Inlays & Onlays in Plano, TX
Depending on the level of damage to the tooth’s biting surface, our dentists may opt to use an inlay or onlay.
Dental Inlays and Onlays Explained
Inlays and onlays are often comprised of composite resin, porcelain, or gold. A bond is established to the damaged portion of your tooth. An inlay, which is like a standard filling, is placed inside the cusp tips of a tooth. Although an inlay and onlay are similar, an onlay extends to multiple cusps of the tooth and requires more reconstruction.
Gold was the original material of choice by most patients and dentists.
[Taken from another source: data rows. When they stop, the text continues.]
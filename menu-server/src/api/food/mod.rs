//! Food API 模块

mod handler;

use axum::{
    Router,
    routing::{get, post},
};

use crate::core::ServerState;

pub fn router() -> Router<ServerState> {
    Router::new()
        .route("/savefood", post(handler::create))
        .route("/getfood", get(handler::list))
        .route(
            "/food/{id}",
            get(handler::get_by_id)
                .put(handler::update)
                .delete(handler::delete),
        )
}
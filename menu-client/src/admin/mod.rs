//! Menu admin controller
//!
//! [`MenuAdmin`] drives the create / edit / delete flow over a [`FoodApi`]:
//! it owns the [`FoodDraft`], shares a [`MenuStore`] with whoever renders the
//! list, and re-fetches the whole menu after each mutation according to the
//! configured [`RefreshPolicy`].

pub mod confirm;
pub mod draft;
pub mod store;
pub mod view;

pub use confirm::{AutoConfirm, Confirm};
pub use draft::{DraftField, FoodDraft};
pub use store::{BusyGuard, MenuStore};
pub use view::{MenuCard, form_title, format_price, submit_label};

use std::sync::Arc;

use shared::{FoodId, FoodItem};

use crate::api::FoodApi;
use crate::client::HttpClient;
use crate::{ClientError, ClientResult, RefreshPolicy};

pub struct MenuAdmin<C> {
    api: FoodApi<C>,
    store: Arc<MenuStore>,
    draft: FoodDraft,
    policy: RefreshPolicy,
}

impl<C: HttpClient> MenuAdmin<C> {
    pub fn new(api: FoodApi<C>, store: Arc<MenuStore>, policy: RefreshPolicy) -> Self {
        Self {
            api,
            store,
            draft: FoodDraft::default(),
            policy,
        }
    }

    pub fn store(&self) -> &Arc<MenuStore> {
        &self.store
    }

    pub fn api(&self) -> &FoodApi<C> {
        &self.api
    }

    pub fn draft(&self) -> &FoodDraft {
        &self.draft
    }

    pub fn policy(&self) -> RefreshPolicy {
        self.policy
    }

    /// Current menu snapshot
    pub fn items(&self) -> Arc<Vec<FoodItem>> {
        self.store.items()
    }

    /// Initial load; a failure leaves the list as it was and is recorded
    pub async fn mount(&self) -> ClientResult<()> {
        self.refresh().await
    }

    /// Re-fetch the whole menu
    pub async fn refresh(&self) -> ClientResult<()> {
        let _busy = self.store.try_begin().ok_or(ClientError::Busy)?;
        self.load().await
    }

    async fn load(&self) -> ClientResult<()> {
        match self.api.list_food().await {
            Ok(items) => {
                tracing::debug!(count = items.len(), "Menu loaded");
                self.store.replace(items);
                Ok(())
            }
            Err(e) => {
                tracing::warn!(error = %e, "Failed to load menu");
                self.store.set_error(e.to_string());
                Err(e)
            }
        }
    }

    pub fn set_field(&mut self, field: DraftField, value: impl Into<String>) {
        self.draft.set(field, value);
    }

    /// Switch to edit mode for `item`
    pub fn start_edit(&mut self, item: &FoodItem) {
        self.draft = FoodDraft::from_item(item);
    }

    /// Drop the draft and return to create mode, without calling the API
    pub fn cancel_edit(&mut self) {
        self.draft.reset();
    }

    pub fn form_title(&self) -> &'static str {
        form_title(self.draft.is_editing())
    }

    pub fn submit_label(&self) -> &'static str {
        submit_label(self.draft.is_editing())
    }

    /// Create or update from the draft, depending on the mode.
    ///
    /// A draft that fails local coercion is rejected before any request and
    /// kept as is.
    pub async fn submit(&mut self) -> ClientResult<FoodItem> {
        let _busy = self.store.try_begin().ok_or(ClientError::Busy)?;

        let payload = match self.draft.to_input() {
            Ok(payload) => payload,
            Err(e) => {
                self.store.set_error(e.to_string());
                return Err(e);
            }
        };

        let result = match self.draft.editing_id {
            Some(id) => self.api.update_food(id, &payload).await,
            None => self.api.create_food(&payload).await,
        };

        match &result {
            Ok(item) => tracing::info!(food_id = item.id, "Food saved"),
            Err(e) => tracing::warn!(error = %e, "Failed to save food"),
        }

        self.settle(result, |draft| draft.reset()).await
    }

    /// Delete after confirmation. Returns `Ok(false)` when the user declines.
    pub async fn delete<F>(&mut self, id: FoodId, confirm: &mut F) -> ClientResult<bool>
    where
        F: Confirm + ?Sized,
    {
        if !confirm.confirm(view::DELETE_PROMPT).await {
            return Ok(false);
        }

        let _busy = self.store.try_begin().ok_or(ClientError::Busy)?;

        let result = self.api.delete_food(id).await;
        match &result {
            Ok(_) => tracing::info!(food_id = id, "Food deleted"),
            Err(e) => tracing::warn!(food_id = id, error = %e, "Failed to delete food"),
        }

        self.settle(result, |draft| {
            if draft.editing_id == Some(id) {
                draft.reset();
            }
        })
        .await
    }

    /// Apply the refresh policy after a mutation
    async fn settle<T>(
        &mut self,
        result: ClientResult<T>,
        reset: impl FnOnce(&mut FoodDraft),
    ) -> ClientResult<T> {
        if let Err(e) = &result {
            self.store.set_error(e.to_string());
            if self.policy == RefreshPolicy::OnSuccess {
                return result;
            }
        } else {
            self.store.clear_error();
        }

        reset(&mut self.draft);
        // A failed reload is recorded in the store; the mutation outcome wins.
        let _ = self.load().await;
        result
    }

    /// Display model for the current list
    pub fn cards(&self) -> Vec<MenuCard> {
        self.store.items().iter().map(MenuCard::from).collect()
    }
}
Over time, porcelain has become a more prevalent choice due to its increased strength, quality of coloring, and ability to more closely match the color of your natural teeth.
How We Apply Onlays
Inlay and Onlay restorations require separate appointments for preparation and completion. At your first appointment, the tooth will be prepared by removing any decay or defective restorations such as an old filling. During this time, your tooth will have a temporary restoration placed for your comfort and protection. The new restoration will be fabricated by a dental technician and delivered to you at your second appointment.
At your second appointment, Dr. Davis or Dr. Sojourner-Critz will begin with the removal of the sealant then fit the inlay or onlay for proper seating and alignment. When a proper fit is achieved, the dentist will begin with bonding the tooth and the inlay or onlay with a strong resin and, finally, polish the tooth to a smooth finish.
Are Inlays and Onlays Right for Me?
While being a common treatment, traditional fillings may reduce integrity and strength of your natural tooth up to 50 percent, according to the American Dental Association. Dr. Davis and Dr. Sojourner-Critz use inlays and onlays as successful alternatives to most traditional fillings. The bond to the tooth, coupled with the high-strength resin, increases the strength of the tooth by up to 75 percent. As a result, they can last from 10 to 30 years. For most patients, whose oral care does not require a full dental crown, we believe an inlay or onlay to be a highly effective form of treatment that increases overall oral health. In some cases, where the damage to the tooth is not extensive enough to merit an entire dental crown, onlays can provide a very good alternative.